Levodopa-induced dyskinesia, one of the most frequent long-term side effects of antiparkinsonian therapy, is often attributed to denervation supersensitivity of dopamine receptors and perhaps more specifically the D-1 receptor. The available evidence based not only on clinico-pathological studies in patients but also on results of experiments performed on methyl-phenyl-tetrahydropyridine (MPTP)-treated monkeys suggests that the mechanisms may be more complex than heretofore believed.
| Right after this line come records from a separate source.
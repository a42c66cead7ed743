//! Connection management.
//!
//! One mutex-guarded write connection serializes every mutation; reads go
//! to a small ring of read-only connections that WAL keeps unblocked by the
//! writer. In-memory mode carries no ring at all, because separate
//! in-memory connections would be isolated databases; reads then fall back
//! to the writer.

pub mod pragmas;

use std::path::Path;
use std::sync::atomic::{AtomicUsize, Ordering};
use std::sync::Mutex;

use rusqlite::{Connection, OpenFlags};

use fieldsync_core::errors::FieldsyncResult;

use crate::to_store_err;

pub struct ConnectionPool {
    writer: Mutex<Connection>,
    readers: Vec<Mutex<Connection>>,
    cursor: AtomicUsize,
}

impl ConnectionPool {
    /// Open against a database file with the given number of read
    /// connections (clamped to a sane range).
    pub fn open(path: &Path, readers: usize) -> FieldsyncResult<Self> {
        let writer = Connection::open(path).map_err(|e| to_store_err(e.to_string()))?;
        pragmas::apply_pragmas(&writer)?;

        let mut ring = Vec::with_capacity(readers);
        for _ in 0..readers.clamp(1, 8) {
            let conn = Connection::open_with_flags(
                path,
                OpenFlags::SQLITE_OPEN_READ_ONLY | OpenFlags::SQLITE_OPEN_NO_MUTEX,
            )
            .map_err(|e| to_store_err(e.to_string()))?;
            pragmas::apply_read_pragmas(&conn)?;
            ring.push(Mutex::new(conn));
        }

        Ok(Self {
            writer: Mutex::new(writer),
            readers: ring,
            cursor: AtomicUsize::new(0),
        })
    }

    /// Open an in-memory pool (for testing). No read ring; every access
    /// goes through the writer.
    pub fn open_in_memory() -> FieldsyncResult<Self> {
        let writer = Connection::open_in_memory().map_err(|e| to_store_err(e.to_string()))?;
        pragmas::apply_pragmas(&writer)?;
        Ok(Self {
            writer: Mutex::new(writer),
            readers: Vec::new(),
            cursor: AtomicUsize::new(0),
        })
    }

    /// Run a mutation on the writer. Holds the write lock for the duration
    /// of the closure.
    pub fn with_writer<F, T>(&self, f: F) -> FieldsyncResult<T>
    where
        F: FnOnce(&Connection) -> FieldsyncResult<T>,
    {
        let guard = self
            .writer
            .lock()
            .map_err(|e| to_store_err(format!("write connection lock poisoned: {e}")))?;
        f(&guard)
    }

    /// Run a read on the next ring connection, round-robin; falls back to
    /// the writer when there is no ring.
    pub fn with_reader<F, T>(&self, f: F) -> FieldsyncResult<T>
    where
        F: FnOnce(&Connection) -> FieldsyncResult<T>,
    {
        if self.readers.is_empty() {
            return self.with_writer(f);
        }
        let idx = self.cursor.fetch_add(1, Ordering::Relaxed) % self.readers.len();
        let guard = self.readers[idx]
            .lock()
            .map_err(|e| to_store_err(format!("read connection lock poisoned: {e}")))?;
        f(&guard)
    }
}
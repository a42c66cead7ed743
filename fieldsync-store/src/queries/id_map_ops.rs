//! The identity resolution table.
//!
//! Append-only and never purged: a stale temp-id reference can surface
//! arbitrarily long after the original sync, and this table is the single
//! authoritative place to repair it. Forward and reverse lookups are both
//! first-class.

use rusqlite::{params, Connection, OptionalExtension};

use fieldsync_core::errors::FieldsyncResult;
use fieldsync_core::id::{RemoteId, TempId};

use crate::to_store_err;

/// Record a mapping. Inserting the same temp id twice is ignored, so one
/// temp id maps to at most one remote id for the lifetime of the store.
pub fn record_mapping(
    conn: &Connection,
    temp: &TempId,
    remote: &RemoteId,
    entity_type: &str,
) -> FieldsyncResult<()> {
    conn.execute(
        "INSERT OR IGNORE INTO id_map (temp_id, remote_id, entity_type, mapped_at)
         VALUES (?1, ?2, ?3, ?4)",
        params![
            temp.as_str(),
            remote.as_str(),
            entity_type,
            chrono::Utc::now().to_rfc3339()
        ],
    )
    .map_err(|e| to_store_err(e.to_string()))?;
    Ok(())
}

pub fn resolve(conn: &Connection, temp: &TempId) -> FieldsyncResult<Option<RemoteId>> {
    conn.query_row(
        "SELECT remote_id FROM id_map WHERE temp_id = ?1",
        params![temp.as_str()],
        |row| row.get::<_, String>(0),
    )
    .optional()
    .map(|opt| opt.map(RemoteId::new))
    .map_err(|e| to_store_err(e.to_string()))
}

pub fn reverse_resolve(conn: &Connection, remote: &RemoteId) -> FieldsyncResult<Option<TempId>> {
    let raw = conn
        .query_row(
            "SELECT temp_id FROM id_map WHERE remote_id = ?1",
            params![remote.as_str()],
            |row| row.get::<_, String>(0),
        )
        .optional()
        .map_err(|e| to_store_err(e.to_string()))?;
    match raw {
        Some(encoded) => TempId::parse(&encoded)
            .map(Some)
            .ok_or_else(|| to_store_err(format!("id_map holds malformed temp id {encoded:?}"))),
        None => Ok(None),
    }
}
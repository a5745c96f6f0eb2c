use super::cookie::{expired_cookie, request_cookie, session_cookie};
use super::{MemoryProvider, SessionConfig, SessionError, SessionProvider, SessionStore};
use crate::response::ResponseWriter;
use http::header::{HeaderValue, SET_COOKIE};
use http::Request;
use may::coroutine::JoinHandle;
use sha2::{Digest, Sha256};
use std::io;
use std::sync::atomic::{AtomicU64, Ordering};
use std::sync::{Arc, Weak};
use std::time::Duration;
use tracing::{debug, info};

const HEX: &[u8; 16] = b"0123456789abcdef";

/// Starts, regenerates and destroys sessions keyed off the session cookie.
pub struct SessionManager {
    provider: Arc<dyn SessionProvider>,
    config: SessionConfig,
    sequence: AtomicU64,
}

impl SessionManager {
    /// Create a manager over `provider`, normalising the config first.
    pub fn new(
        provider: Arc<dyn SessionProvider>,
        mut config: SessionConfig,
    ) -> Result<Self, SessionError> {
        if config.max_lifetime_secs == 0 {
            config.max_lifetime_secs = config.gc_lifetime_secs;
        }
        if config.session_id_length == 0 {
            config.session_id_length = SessionConfig::default().session_id_length;
        }
        provider.init(Duration::from_secs(config.max_lifetime_secs), &config)?;
        info!(
            cookie_name = %config.cookie_name,
            max_lifetime_secs = config.max_lifetime_secs,
            "Session manager initialised"
        );
        Ok(Self {
            provider,
            config,
            sequence: AtomicU64::new(0),
        })
    }

    /// Manager backed by a [`MemoryProvider`]
    pub fn in_memory(config: SessionConfig) -> Result<Self, SessionError> {
        Self::new(Arc::new(MemoryProvider::new()), config)
    }

    #[must_use]
    pub fn config(&self) -> &SessionConfig {
        &self.config
    }

    /// Session for this request.
    ///
    /// Reuses the session named by the request cookie when the provider knows it;
    /// otherwise creates a new one and stages its cookie on `response`.
    pub fn start<B>(
        &self,
        request: &Request<B>,
        response: &ResponseWriter,
    ) -> Result<Arc<dyn SessionStore>, SessionError> {
        let cookie = request_cookie(request.headers(), &self.config.cookie_name)
            .filter(|value| !value.is_empty());

        if let Some(raw) = cookie {
            let sid = urlencoding::decode(raw).map_err(|e| SessionError::InvalidCookie {
                value: raw.to_string(),
                reason: e.to_string(),
            })?;
            if self.provider.exists(&sid) {
                debug!(session_id = %sid, "Existing session resumed");
                return self.provider.read(&sid);
            }
        }

        let sid = self.generate_id();
        let session = self.provider.read(&sid)?;
        self.stage_cookie(response, &session_cookie(&self.config, &sid))?;
        debug!(session_id = %sid, "New session started");
        Ok(session)
    }

    /// Destroy the session named by the request cookie and expire the cookie.
    pub fn destroy<B>(
        &self,
        request: &Request<B>,
        response: &ResponseWriter,
    ) -> Result<(), SessionError> {
        let Some(raw) = request_cookie(request.headers(), &self.config.cookie_name)
            .filter(|value| !value.is_empty())
        else {
            return Ok(());
        };
        let sid = urlencoding::decode(raw).map_err(|e| SessionError::InvalidCookie {
            value: raw.to_string(),
            reason: e.to_string(),
        })?;
        self.provider.destroy(&sid)?;
        self.stage_cookie(response, &expired_cookie(&self.config))
    }

    /// Issue a new id for the request's session, keeping its data.
    pub fn regenerate_id<B>(
        &self,
        request: &Request<B>,
        response: &ResponseWriter,
    ) -> Result<Arc<dyn SessionStore>, SessionError> {
        let sid = self.generate_id();
        let session = match request_cookie(request.headers(), &self.config.cookie_name)
            .filter(|value| !value.is_empty())
        {
            Some(raw) => {
                let old = urlencoding::decode(raw).map_err(|e| SessionError::InvalidCookie {
                    value: raw.to_string(),
                    reason: e.to_string(),
                })?;
                self.provider.regenerate(&old, &sid)?
            }
            None => self.provider.read(&sid)?,
        };
        self.stage_cookie(response, &session_cookie(&self.config, &sid))?;
        Ok(session)
    }

    /// Session by id
    pub fn session(&self, sid: &str) -> Result<Arc<dyn SessionStore>, SessionError> {
        self.provider.read(sid)
    }

    /// Number of live sessions
    #[must_use]
    pub fn active_sessions(&self) -> usize {
        self.provider.count()
    }

    /// Run one garbage collection pass
    pub fn gc(&self) {
        self.provider.gc();
    }

    /// Collect garbage every `gc_lifetime_secs` on a coroutine until the manager drops.
    #[allow(unsafe_code)]
    pub fn spawn_gc(self: &Arc<Self>, stack_size: usize) -> io::Result<JoinHandle<()>> {
        let manager: Weak<Self> = Arc::downgrade(self);
        let interval = Duration::from_secs(self.config.gc_lifetime_secs.max(1));
        // SAFETY: may::coroutine::Builder::spawn() is unsafe because of the runtime's
        // requirements on coroutine bodies. The closure owns only a Weak handle and
        // never blocks an OS thread.
        unsafe {
            may::coroutine::Builder::new()
                .name("session-gc".to_string())
                .stack_size(stack_size)
                .spawn(move || loop {
                    may::coroutine::sleep(interval);
                    let Some(manager) = manager.upgrade() else {
                        debug!("Session manager dropped - gc coroutine exiting");
                        break;
                    };
                    manager.gc();
                })
        }
    }

    fn stage_cookie(&self, response: &ResponseWriter, cookie: &str) -> Result<(), SessionError> {
        if !self.config.enable_set_cookie {
            return Ok(());
        }
        let value = HeaderValue::from_str(cookie).map_err(|e| SessionError::InvalidCookie {
            value: cookie.to_string(),
            reason: e.to_string(),
        })?;
        response.append_header(SET_COOKIE, value);
        Ok(())
    }

    /// Hex id of `session_id_length` bytes, drawn from SHA-256 over fresh ULIDs.
    fn generate_id(&self) -> String {
        let wanted = self.config.session_id_length;
        let mut sid = String::with_capacity(wanted * 2);
        let mut produced = 0;
        while produced < wanted {
            let mut hasher = Sha256::new();
            hasher.update(ulid::Ulid::new().to_bytes());
            hasher.update(self.sequence.fetch_add(1, Ordering::Relaxed).to_le_bytes());
            let digest = hasher.finalize();
            for byte in digest.iter().take(wanted - produced) {
                sid.push(char::from(HEX[usize::from(byte >> 4)]));
                sid.push(char::from(HEX[usize::from(byte & 0x0f)]));
                produced += 1;
            }
        }
        sid
    }
}

#[cfg(test)]
mod tests {
    use super::*;

    #[test]
    fn test_generated_ids_are_hex_and_sized() {
        let manager = SessionManager::in_memory(SessionConfig {
            session_id_length: 40,
            ..SessionConfig::default()
        })
        .unwrap();
        let a = manager.generate_id();
        let b = manager.generate_id();
        assert_eq!(a.len(), 80);
        assert!(a.bytes().all(|c| c.is_ascii_hexdigit()));
        assert_ne!(a, b);
    }

    #[test]
    fn test_config_normalised() {
        let manager = SessionManager::in_memory(SessionConfig {
            gc_lifetime_secs: 120,
            max_lifetime_secs: 0,
            session_id_length: 0,
            ..SessionConfig::default()
        })
        .unwrap();
        assert_eq!(manager.config().max_lifetime_secs, 120);
        assert_eq!(manager.config().session_id_length, 16);
    }
}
Thus it appears that no single receptor is the sole culprit, that some form of denervation supersensitivity is probably involved but not in the form of increased density of dopamine receptors. Moreover, other neurotransmitter systems must be considered such as GABA, excitatory aminoacids and peptides. The MPTP monkey model remains very useful for predicting the potential of new drugs for inducing dyskinesia. Such trials however must be performed in drug-naive animals.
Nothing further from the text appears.